Ich hab den Antrag der FDP gerade gelesen, das ist erstaunlich vernünftig, was die da fordern, außer, dass 10 Euro für 100 mg THC absolut weltfremd sind. Wahlkampf ist aber das eine und was sie dann hinterher noch davon wissen wollen, das andere. Es wäre einfach für unsere gesamte Gesellschaft, auch für alle, die kein Cannabis konsumieren, aus gesundheitspolitischen, wirtschaftlichen und Lebensqualitätsaspekten viel vernünftiger, wenn wir da eine zeitgemäßere Gesetzgebung hätten. Andere Länder machen es uns doch superüberzeugend vor. Wieso müssen da ausgerechnet wir noch im Mittelalter leben? Auf der Zielgeraden sehe ich uns jedenfalls noch lange nicht, da muss noch mehr passieren, als ein Antrag einer Oppositionspartei.

 

Viele kennen es aus ihrer Jugend – irgendjemand sammelt das Geld und kauft für alle ein.

Schon beginnt die Karriere, an der viele später scheitern.

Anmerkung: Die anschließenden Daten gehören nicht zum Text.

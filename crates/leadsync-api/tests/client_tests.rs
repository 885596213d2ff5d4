// Copyright 2026 Phillip Cloud
// Licensed under the Apache License, Version 2.0

use anyhow::{Result, anyhow};
use leadsync_api::{Client, LeadsApi, perform};
use leadsync_app::{
    ApiError, ApiReply, ApiRequest, LeadId, NewLead, Stage, Task, ViewScope,
};
use std::io::Read;
use std::thread::{self, JoinHandle};
use std::time::Duration;
use tiny_http::{Header, Response, Server};

struct Captured {
    method: String,
    url: String,
    body: String,
    cookie: Option<String>,
    accept: Option<String>,
}

fn serve_once(status: u16, reply: &'static str) -> Result<(String, JoinHandle<Captured>)> {
    let server =
        Server::http("127.0.0.1:0").map_err(|error| anyhow!("start mock server: {error}"))?;
    let addr = format!("http://{}", server.server_addr());

    let handle = thread::spawn(move || {
        let mut request = server.recv().expect("request expected");
        let mut body = String::new();
        request
            .as_reader()
            .read_to_string(&mut body)
            .expect("request body should read");
        let header = |name: &'static str| {
            request
                .headers()
                .iter()
                .find(|header| header.field.equiv(name))
                .map(|header| header.value.as_str().to_owned())
        };
        let captured = Captured {
            method: request.method().to_string(),
            url: request.url().to_owned(),
            body,
            cookie: header("Cookie"),
            accept: header("Accept"),
        };
        let response = Response::from_string(reply)
            .with_status_code(status)
            .with_header(
                Header::from_bytes("Content-Type", "application/json")
                    .expect("valid content type header"),
            );
        request.respond(response).expect("response should succeed");
        captured
    });

    Ok((addr, handle))
}

fn join(handle: JoinHandle<Captured>) -> Captured {
    handle.join().expect("server thread should join")
}

#[test]
fn unreachable_server_is_a_transport_error() {
    let client = Client::new("http://127.0.0.1:1", None, Duration::from_millis(50))
        .expect("client should initialize");

    let error = client
        .fetch_metrics()
        .expect_err("metrics should fail for unreachable endpoint");
    assert!(error.is_transport());
    assert!(error.to_string().contains("[server].base_url"));
}

#[test]
fn fetch_leads_sends_scope_cookie_and_accept() -> Result<()> {
    let (addr, handle) = serve_once(
        200,
        r#"{"ok":true,"leads":[{"id":12,"im":"IM-12","company_name":"Acme","agent_name":"Kai","email":"kai@acme.test","task":"follow_up","stage":"in_progress","action_date":"2026-04-01T09:30:00"}]}"#,
    )?;

    let client = Client::new(&addr, Some("s3ss10n"), Duration::from_secs(1))?;
    let leads = client.fetch_leads(ViewScope::LeadPage)?;

    let captured = join(handle);
    assert_eq!(captured.method, "GET");
    assert_eq!(captured.url, "/api/getleads?source=leadpage");
    assert_eq!(captured.cookie.as_deref(), Some("id=s3ss10n"));
    assert_eq!(captured.accept.as_deref(), Some("application/json"));

    assert_eq!(leads.len(), 1);
    assert_eq!(leads[0].id, LeadId::new("12"));
    assert_eq!(leads[0].task, Task::FollowUp);
    assert_eq!(leads[0].stage, Some(Stage::InProgress));
    Ok(())
}

#[test]
fn stage_edit_patches_wire_value() -> Result<()> {
    let (addr, handle) = serve_once(200, r#"{"ok":true}"#)?;

    let client = Client::new(&addr, None, Duration::from_secs(1))?;
    client.update_stage(&LeadId::new("7"), Stage::Won)?;

    let captured = join(handle);
    assert_eq!(captured.method, "PATCH");
    assert_eq!(captured.url, "/api/leads/7/stage");
    let body: serde_json::Value = serde_json::from_str(&captured.body)?;
    assert_eq!(body, serde_json::json!({ "stage": "Won" }));
    assert_eq!(captured.cookie, None);
    Ok(())
}

#[test]
fn delete_sends_lead_id_in_body() -> Result<()> {
    let (addr, handle) = serve_once(200, r#"{"ok":true}"#)?;

    let client = Client::new(&addr, None, Duration::from_secs(1))?;
    client.delete(&LeadId::new("9"))?;

    let captured = join(handle);
    assert_eq!(captured.method, "DELETE");
    assert_eq!(captured.url, "/api/leads/9/delete");
    let body: serde_json::Value = serde_json::from_str(&captured.body)?;
    assert_eq!(body, serde_json::json!({ "leadId": "9" }));
    Ok(())
}

#[test]
fn complete_posts_empty_object_through_perform() -> Result<()> {
    let (addr, handle) = serve_once(200, r#"{"ok":true,"lead_id":"3"}"#)?;

    let client = Client::new(&addr, None, Duration::from_secs(1))?;
    let reply = perform(
        &client,
        &ApiRequest::Complete {
            lead_id: LeadId::new("3"),
        },
    )?;
    assert_eq!(reply, ApiReply::Accepted);

    let captured = join(handle);
    assert_eq!(captured.method, "POST");
    assert_eq!(captured.url, "/api/leads/3/complete");
    assert_eq!(captured.body, "{}");
    Ok(())
}

#[test]
fn status_errors_carry_server_detail() -> Result<()> {
    let (addr, handle) = serve_once(404, r#"{"detail":"Lead not found"}"#)?;

    let client = Client::new(&addr, None, Duration::from_secs(1))?;
    let error = client
        .update_task(&LeadId::new("404"), Task::Reply)
        .expect_err("missing lead should fail");
    join(handle);

    assert_eq!(
        error,
        ApiError::Status {
            status: 404,
            message: "Lead not found".to_owned(),
        }
    );
    assert!(!error.is_transport());
    Ok(())
}

#[test]
fn metrics_decode_verbatim() -> Result<()> {
    let (addr, handle) = serve_once(
        200,
        r#"{"ok":true,"tasks_status":4,"tasks_due_count":2,"tasks_open":11}"#,
    )?;

    let client = Client::new(&addr, None, Duration::from_secs(1))?;
    let metrics = client.fetch_metrics()?;
    let captured = join(handle);

    assert_eq!(captured.url, "/api/leads/metrics");
    assert_eq!(metrics.tasks_status, 4);
    assert_eq!(metrics.tasks_due_count, 2);
    assert_eq!(metrics.tasks_open, 11);
    Ok(())
}

#[test]
fn create_lead_detects_email_rejection() -> Result<()> {
    let (addr, handle) = serve_once(400, r#"{"ok":false,"error":"Email format incorrect"}"#)?;

    let client = Client::new(&addr, Some("abc"), Duration::from_secs(1))?;
    let lead = NewLead {
        im: "IM-9".to_owned(),
        company_name: "Globex".to_owned(),
        agent_name: "Rowan".to_owned(),
        email: "nope".to_owned(),
        task: Task::Contact,
        date: "2026-06-01".to_owned(),
    };
    let error = client
        .create_lead(&lead)
        .expect_err("rejected email should fail");

    let captured = join(handle);
    assert_eq!(captured.method, "POST");
    assert_eq!(captured.url, "/api/leads");
    let body: serde_json::Value = serde_json::from_str(&captured.body)?;
    assert_eq!(body["email"], "nope");
    assert_eq!(body["task"], "contact");
    assert!(matches!(error, ApiError::Validation(_)));
    Ok(())
}

#[test]
fn create_lead_returns_new_id() -> Result<()> {
    let (addr, handle) = serve_once(200, r#"{"ok":true,"id":55}"#)?;

    let client = Client::new(&addr, None, Duration::from_secs(1))?;
    let id = client.create_lead(&NewLead {
        im: "IM-55".to_owned(),
        company_name: "Initech".to_owned(),
        agent_name: "Drew".to_owned(),
        email: "drew@initech.test".to_owned(),
        task: Task::Reply,
        date: "2026-06-02T08:00".to_owned(),
    })?;
    join(handle);

    assert_eq!(id, Some(LeadId::new("55")));
    Ok(())
}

Kann deine „Zaubersteuer“ den Schwarzmarkt austrocknen und unsere Jugend schützen?

Das ist eine ziemlich komplexe Thematik. Wie bei nahezu jedem Genussmittel kann übertriebener Konsum von Cannabis nun mal auf die Dauer zu Problemen führen, sowohl für das betroffene Individuum als auch für die Gesellschaft.

Ich sehe die Problemlage bei Cannabis ähnlich wie bei Alkohol und Nikotin, da regelt man das mit Steuern, und der Staat verdient sogar noch eine Menge Geld dabei. Würde man Alkohol oder Nikotin einfach verbieten, würde der Staat nichts mehr verdienen und hätte auch noch jede Menge zusätzliche Kosten, um das Verbot zu überwachen.

Jeder würde mir sofort zustimmen, dass das absolut absurd wäre.

Aber genau so machen wir es gerade mit Cannabis. Und das ist unfassbar dämlich, ich meine, dass wir das schleunigst ändern sollten. Das würde jetzt nicht von heute auf morgen alle Probleme lösen oder unsere Jugend vor allen Gefahren dieser Welt schützen, aber es wäre ein bedeutend smarterer Weg, damit umzugehen.

 

Bist du überhaupt ein politisch motivierter Jugendschützer?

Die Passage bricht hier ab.